Sur les autres demandes
Les demandes de M. [K] relative au procès-verbal de constat d’huissier de l’assemblée générale du 20 septembre 2021 et à la qualité de copropriétaires de l’assemblée générale du 20 septembre 2021 relèvent du fond de la procédure et ne sont pas de la compétence du juge de la mise en état.

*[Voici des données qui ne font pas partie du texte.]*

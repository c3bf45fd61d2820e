//! HTTP-level middleware shared by every route.
//!
//! Responsibility:
//! - `x-request-id`: generated when the client sends none, echoed on the response
//! - Access logging (TraceLayer)
//! - Request body size limit and a global timeout, both taken from `Config`

use std::time::Duration;

use axum::Router;
use axum::error_handling::HandleErrorLayer;
use axum::http::{StatusCode, header::HeaderName};
use tower::timeout::TimeoutLayer;
use tower::{BoxError, ServiceBuilder};
use tower_http::limit::RequestBodyLimitLayer;
use tower_http::request_id::{MakeRequestUuid, PropagateRequestIdLayer, SetRequestIdLayer};
use tower_http::trace::TraceLayer;

use crate::config::Config;

const REQUEST_ID_HEADER: &str = "x-request-id";

pub fn apply(router: Router, config: &Config) -> Router {
    let request_id_header = HeaderName::from_static(REQUEST_ID_HEADER);

    let layers = ServiceBuilder::new()
        // TimeoutLayer の BoxError をレスポンスに変換して Infallible にする
        .layer(HandleErrorLayer::new(|err: BoxError| async move {
            if err.is::<tower::timeout::error::Elapsed>() {
                StatusCode::REQUEST_TIMEOUT
            } else {
                StatusCode::INTERNAL_SERVER_ERROR
            }
        }))
        .layer(SetRequestIdLayer::new(
            request_id_header.clone(),
            MakeRequestUuid,
        ))
        .layer(PropagateRequestIdLayer::new(request_id_header))
        .layer(RequestBodyLimitLayer::new(config.request_body_limit_bytes))
        .layer(TimeoutLayer::new(Duration::from_secs(
            config.request_timeout_seconds,
        )))
        .layer(TraceLayer::new_for_http());

    router.layer(layers)
}
//! Fill, stroke, shadow and font attributes for shapes.

use serde::{Deserialize, Serialize};

use crate::error::{SceneError, SceneResult};

/// RGBA color.
///
/// Serialized as a `#RRGGBBAA` string; parsed from `#RRGGBB`, `#RRGGBBAA`
/// or one of the CSS names in [`Color::named`].
#[derive(Debug, Clone, Copy, PartialEq, Serialize, Deserialize)]
#[serde(try_from = "String", into = "String")]
pub struct Color {
    /// Red component (0-1).
    pub r: f32,
    /// Green component (0-1).
    pub g: f32,
    /// Blue component (0-1).
    pub b: f32,
    /// Alpha component (0-1).
    pub a: f32,
}

impl Color {
    /// Transparent black.
    pub const TRANSPARENT: Self = Self::rgba(0.0, 0.0, 0.0, 0.0);
    /// Solid black.
    pub const BLACK: Self = Self::rgba(0.0, 0.0, 0.0, 1.0);
    /// Solid white.
    pub const WHITE: Self = Self::rgba(1.0, 1.0, 1.0, 1.0);
    /// CSS `whitesmoke` (#F5F5F5).
    pub const WHITESMOKE: Self = Self::hex(0xF5F5_F5FF);
    /// CSS `lightgray` (#D3D3D3).
    pub const LIGHTGRAY: Self = Self::hex(0xD3D3_D3FF);
    /// CSS `gray` (#808080).
    pub const GRAY: Self = Self::hex(0x8080_80FF);

    /// Creates a color from RGBA values (0-1).
    #[must_use]
    pub const fn rgba(r: f32, g: f32, b: f32, a: f32) -> Self {
        Self { r, g, b, a }
    }

    /// Creates a color from hex value (0xRRGGBBAA).
    #[must_use]
    pub const fn hex(hex: u32) -> Self {
        let r = ((hex >> 24) & 0xFF) as f32 / 255.0;
        let g = ((hex >> 16) & 0xFF) as f32 / 255.0;
        let b = ((hex >> 8) & 0xFF) as f32 / 255.0;
        let a = (hex & 0xFF) as f32 / 255.0;
        Self::rgba(r, g, b, a)
    }

    /// Looks up a CSS color name (case-insensitive).
    #[must_use]
    pub fn named(name: &str) -> Option<Self> {
        let color = match name.to_ascii_lowercase().as_str() {
            "transparent" => Self::TRANSPARENT,
            "black" => Self::BLACK,
            "white" => Self::WHITE,
            "whitesmoke" => Self::WHITESMOKE,
            "lightgray" | "lightgrey" => Self::LIGHTGRAY,
            "gray" | "grey" => Self::GRAY,
            "red" => Self::hex(0xFF00_00FF),
            "green" => Self::hex(0x0080_00FF),
            "blue" => Self::hex(0x0000_FFFF),
            "yellow" => Self::hex(0xFFFF_00FF),
            _ => return None,
        };
        Some(color)
    }

    /// Parses `#RRGGBB`, `#RRGGBBAA` or a CSS name.
    ///
    /// # Errors
    ///
    /// Returns [`SceneError::InvalidColor`] for anything else.
    pub fn parse(input: &str) -> SceneResult<Self> {
        let trimmed = input.trim();
        let Some(digits) = trimmed.strip_prefix('#') else {
            return Self::named(trimmed).ok_or_else(|| SceneError::InvalidColor(input.to_string()));
        };

        let invalid = || SceneError::InvalidColor(input.to_string());
        let value = u32::from_str_radix(digits, 16).map_err(|_| invalid())?;
        match digits.len() {
            6 => Ok(Self::hex((value << 8) | 0xFF)),
            8 => Ok(Self::hex(value)),
            _ => Err(invalid()),
        }
    }

    /// Returns a new color with different alpha.
    #[must_use]
    pub const fn with_alpha(self, a: f32) -> Self {
        Self::rgba(self.r, self.g, self.b, a)
    }

    #[allow(clippy::cast_possible_truncation, clippy::cast_sign_loss)]
    fn channel_byte(value: f32) -> u8 {
        (value.clamp(0.0, 1.0) * 255.0).round() as u8
    }
}

impl Default for Color {
    fn default() -> Self {
        Self::BLACK
    }
}

impl TryFrom<String> for Color {
    type Error = SceneError;

    fn try_from(value: String) -> SceneResult<Self> {
        Self::parse(&value)
    }
}

impl From<Color> for String {
    fn from(color: Color) -> Self {
        format!(
            "#{:02X}{:02X}{:02X}{:02X}",
            Color::channel_byte(color.r),
            Color::channel_byte(color.g),
            Color::channel_byte(color.b),
            Color::channel_byte(color.a),
        )
    }
}

/// Drop shadow cast by a shape.
#[derive(Debug, Clone, Copy, PartialEq, Serialize, Deserialize)]
pub struct Shadow {
    /// Shadow color.
    pub color: Color,
    /// Blur radius.
    pub blur: f32,
    /// Horizontal offset.
    pub offset_x: f32,
    /// Vertical offset.
    pub offset_y: f32,
}

impl Shadow {
    /// Creates a new shadow.
    #[must_use]
    pub const fn new(color: Color, blur: f32, offset_x: f32, offset_y: f32) -> Self {
        Self {
            color,
            blur,
            offset_x,
            offset_y,
        }
    }
}

/// Font weight/slant.
#[derive(Debug, Clone, Copy, PartialEq, Eq, Default, Serialize, Deserialize)]
#[serde(rename_all = "lowercase")]
pub enum FontStyle {
    /// Regular weight.
    #[default]
    Normal,
    /// Bold weight.
    Bold,
    /// Italic slant.
    Italic,
}

/// Horizontal text anchoring relative to the text's x position.
#[derive(Debug, Clone, Copy, PartialEq, Eq, Default, Serialize, Deserialize)]
#[serde(rename_all = "lowercase")]
pub enum TextAlign {
    /// x is the left edge.
    #[default]
    Left,
    /// x is the center.
    Center,
    /// x is the right edge.
    Right,
}

/// Vertical text anchoring relative to the text's y position.
#[derive(Debug, Clone, Copy, PartialEq, Eq, Default, Serialize, Deserialize)]
#[serde(rename_all = "lowercase")]
pub enum TextBaseline {
    /// y is the top of the em box.
    Top,
    /// y is the middle of the em box.
    Middle,
    /// y is the alphabetic baseline.
    #[default]
    Alphabetic,
    /// y is the bottom of the em box.
    Bottom,
}

/// Font used by a text shape.
#[derive(Debug, Clone, PartialEq, Serialize, Deserialize)]
pub struct Font {
    /// Family name.
    pub family: String,
    /// Weight/slant.
    pub style: FontStyle,
    /// Size in scene units.
    pub size: f32,
}

impl Font {
    /// Creates a new font.
    #[must_use]
    pub fn new(family: impl Into<String>, style: FontStyle, size: f32) -> Self {
        Self {
            family: family.into(),
            style,
            size,
        }
    }
}

impl Default for Font {
    fn default() -> Self {
        Self::new("Verdana", FontStyle::Normal, 10.0)
    }
}
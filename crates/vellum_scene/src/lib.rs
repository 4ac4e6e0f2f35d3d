//! # Vellum Scene
//!
//! Retained 2D scene primitives that widgets are composed from:
//! - Shapes (rounded rectangles, triangles, text)
//! - Groups that position a set of shapes as a unit
//! - Layers that own the stacking order and collect redraw requests
//!
//! ## Architecture
//!
//! ```text
//! ┌──────────────────────────────────────────────────────┐
//! │                    SCENE PIPELINE                     │
//! ├──────────────────────────────────────────────────────┤
//! │  Shapes → Group → Layer ──batch()──→ draw()          │
//! │                     ↓                   ↓            │
//! │              stacking order     Render Commands      │
//! └──────────────────────────────────────────────────────┘
//! ```
//!
//! Everything here runs on the UI thread. Shared nodes are
//! `Rc<RefCell<_>>`; a layer and the widget that built a group both hold
//! the same group handle.

#![deny(missing_docs)]
#![deny(unsafe_code)]
#![deny(clippy::all)]
#![warn(clippy::pedantic)]
#![deny(clippy::perf)]

pub mod error;
pub mod geometry;
pub mod group;
pub mod layer;
pub mod node;
pub mod render;
pub mod shape;
pub mod style;
pub mod text;

pub use error::{SceneError, SceneResult};
pub use geometry::{BoundingBox, Point2D, Rect};
pub use group::{Group, GroupKind, SharedGroup};
pub use layer::{Layer, LayerHandle};
pub use node::NodeId;
pub use render::{RenderBatch, RenderCommand, SceneRenderer};
pub use shape::{Primitive, Rectangle, Text, Triangle};
pub use style::{Color, Font, FontStyle, Shadow, TextAlign, TextBaseline};
pub use text::{FixedMetrics, MonospaceMetrics, TextMeasure};
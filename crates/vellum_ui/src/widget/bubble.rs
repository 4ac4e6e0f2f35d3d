//! Speech-bubble geometry.

use vellum_scene::{BoundingBox, Point2D, Rect};

use crate::config::TooltipStyle;

/// Resolved geometry of a tooltip bubble.
///
/// All shape coordinates are local to the tooltip group; `origin` is where
/// the group itself goes.
#[derive(Debug, Clone, Copy, PartialEq)]
pub struct BubbleLayout {
    /// Body rectangle.
    pub body: Rect,
    /// Tail vertices: left base, apex, right base.
    pub tail: [Point2D; 3],
    /// Mask vertices, same order as `tail`.
    pub mask: [Point2D; 3],
    /// Anchor of the text line.
    pub text_position: Point2D,
    /// Anchor of the label line.
    pub label_position: Point2D,
    /// Group position.
    pub origin: Point2D,
}

impl BubbleLayout {
    /// Lays out a bubble whose body bottom-center sits on `anchor`.
    ///
    /// `body_origin` is the body's current local position, `text` and
    /// `label` are the measured boxes of the two lines.
    #[must_use]
    pub fn compute(
        style: &TooltipStyle,
        anchor: Point2D,
        body_origin: Point2D,
        text: BoundingBox,
        label: BoundingBox,
    ) -> Self {
        let (ctw, cth) = (text.width(), text.height());
        let (vtw, vth) = (label.width(), label.height());

        let rw = ctw.max(vtw) + style.padding_width;
        let rh = cth + vth + style.padding_height + style.line_gap;
        let (rx, ry) = (body_origin.x, body_origin.y);
        let mid = rx + rw / 2.0;

        let size = style.tail_size;
        // The apex is measured from the body height alone, not from ry.
        let tail = [
            Point2D::new(mid - size, ry + rh),
            Point2D::new(mid, rh + size),
            Point2D::new(mid + size, ry + rh),
        ];

        let inset = style.mask_inset;
        let mask = [
            Point2D::new(mid - size - inset, ry + rh - inset),
            Point2D::new(mid, rh + size - inset),
            Point2D::new(mid + size + inset, ry + rh - inset),
        ];

        let vty = rh / 2.0 - vth / 2.0;
        let label_position = Point2D::new(rw / 2.0 - vtw / 2.0, vty - style.label_lift);
        let text_position = Point2D::new(rw / 2.0 - ctw / 2.0, vty + cth + style.text_gap);

        Self {
            body: Rect::new(rx, ry, rw, rh),
            tail,
            mask,
            text_position,
            label_position,
            origin: Point2D::new(anchor.x - rw / 2.0, anchor.y - rh),
        }
    }

    /// Body rectangle in the group's parent coordinates.
    #[must_use]
    pub fn absolute_body(&self) -> Rect {
        self.body.translate(self.origin.x, self.origin.y)
    }
}

#[cfg(test)]
mod tests {
    use super::*;

    fn layout(text: (f32, f32), label: (f32, f32)) -> BubbleLayout {
        BubbleLayout::compute(
            &TooltipStyle::default(),
            Point2D::new(100.0, 50.0),
            Point2D::ORIGIN,
            BoundingBox::from_size(text.0, text.1),
            BoundingBox::from_size(label.0, label.1),
        )
    }

    #[test]
    fn test_body_size_from_text() {
        let bubble = layout((40.0, 12.0), (60.0, 12.0));

        assert_eq!(bubble.body.width, 85.0);
        assert_eq!(bubble.body.height, 51.0);
    }

    #[test]
    fn test_empty_text_gives_padding_only() {
        let bubble = layout((0.0, 0.0), (0.0, 0.0));

        assert_eq!(bubble.body, Rect::new(0.0, 0.0, 25.0, 27.0));
        assert_eq!(bubble.origin, Point2D::new(87.5, 23.0));
    }

    #[test]
    fn test_tail_hangs_below_body_center() {
        let bubble = layout((30.0, 10.0), (10.0, 10.0));
        let (rw, rh) = (bubble.body.width, bubble.body.height);

        assert_eq!(bubble.tail[0], Point2D::new(rw / 2.0 - 10.0, rh));
        assert_eq!(bubble.tail[1], Point2D::new(rw / 2.0, rh + 10.0));
        assert_eq!(bubble.tail[2], Point2D::new(rw / 2.0 + 10.0, rh));

        assert_eq!(bubble.mask[0], Point2D::new(rw / 2.0 - 13.0, rh - 3.0));
        assert_eq!(bubble.mask[1], Point2D::new(rw / 2.0, rh + 7.0));
        assert_eq!(bubble.mask[2], Point2D::new(rw / 2.0 + 13.0, rh - 3.0));
    }

    #[test]
    fn test_lines_are_centered() {
        let bubble = layout((30.0, 10.0), (50.0, 8.0));
        let (rw, rh) = (bubble.body.width, bubble.body.height);
        let vty = rh / 2.0 - 4.0;

        assert_eq!(bubble.label_position, Point2D::new(rw / 2.0 - 25.0, vty - 1.0));
        assert_eq!(bubble.text_position, Point2D::new(rw / 2.0 - 15.0, vty + 10.0 + 2.0));
    }

    #[test]
    fn test_absolute_body_bottom_center_is_anchor() {
        let bubble = layout((33.0, 11.0), (17.0, 9.0));
        let body = bubble.absolute_body();

        assert!((body.center().x - 100.0).abs() < 1e-4);
        assert!((body.bottom() - 50.0).abs() < 1e-4);
    }
}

Sur les demandes accessoires.
Les dépens seront réservés en fin de cause et l’équité ne commande pas de prononcer de condamnation sur le fondement de l’article 700 du code de procédure civile si bien que les demandes formulées de ce chef seront rejetées.
PAR CES MOTIFS
Nous, juge de la mise en état, statuant après débats publics, par mise à disposition au greffe, par ordonnance contradictoire susceptible d’appel,
ORDONNONS un sursis à statuer sur le litige :
jusqu’à l’arrêt de la cour d’appel d'[Localité 5] à intervenir dans la procédure enrôlée sous le n° RG 23/03329 ayant notamment pour objet de se prononcer sur la demande d’inscription de faux à l’encontre d’un procès-verbal de constat dressé par Maître [S], commissaire de justice, le 20 septembre 2021,
jusqu’à la décision à intervenir sur la demande d’annulation de décisions de l’assemblée générale du 20 septembre 2021, objet d’une procédure actuellement pendante devant le tribunal judiciaire de Nice enrôlée sous le numéro de RG 22/00421,
jusqu’à la décision à intervenir sur la demande d’annulation de décisions de l’assemblée générale du 29 mars 2022, objet d’une procédure actuellement pendante devant le tribunal judiciaire de Nice enrôlée sous le numéro de RG 22/02968 ;
DEBOUTONS M. [U] [K] de sa demande de dommages et intérêts ;
DEBOUTONS M. [U] [K] de ses autres demandes ;
DISONS n’y avoir lieu à condamnation sur le fondement de l’article 700 du code de procédure civile et rejetons les demandes formées de ce chef par les parties ;
RESERVONS les dépens en fin de cause ;
RENVOYONS la cause et les parties à l’audience de mise en état du mercredi 1er octobre 2025 à 09h00 et invitons les parties à faire part au juge de la mise en état de l’état d’avancement des procédures ayant motivé le sursis à statuer ;
Et la présente ordonnance a été signée par le Juge de la mise en état et le Greffier.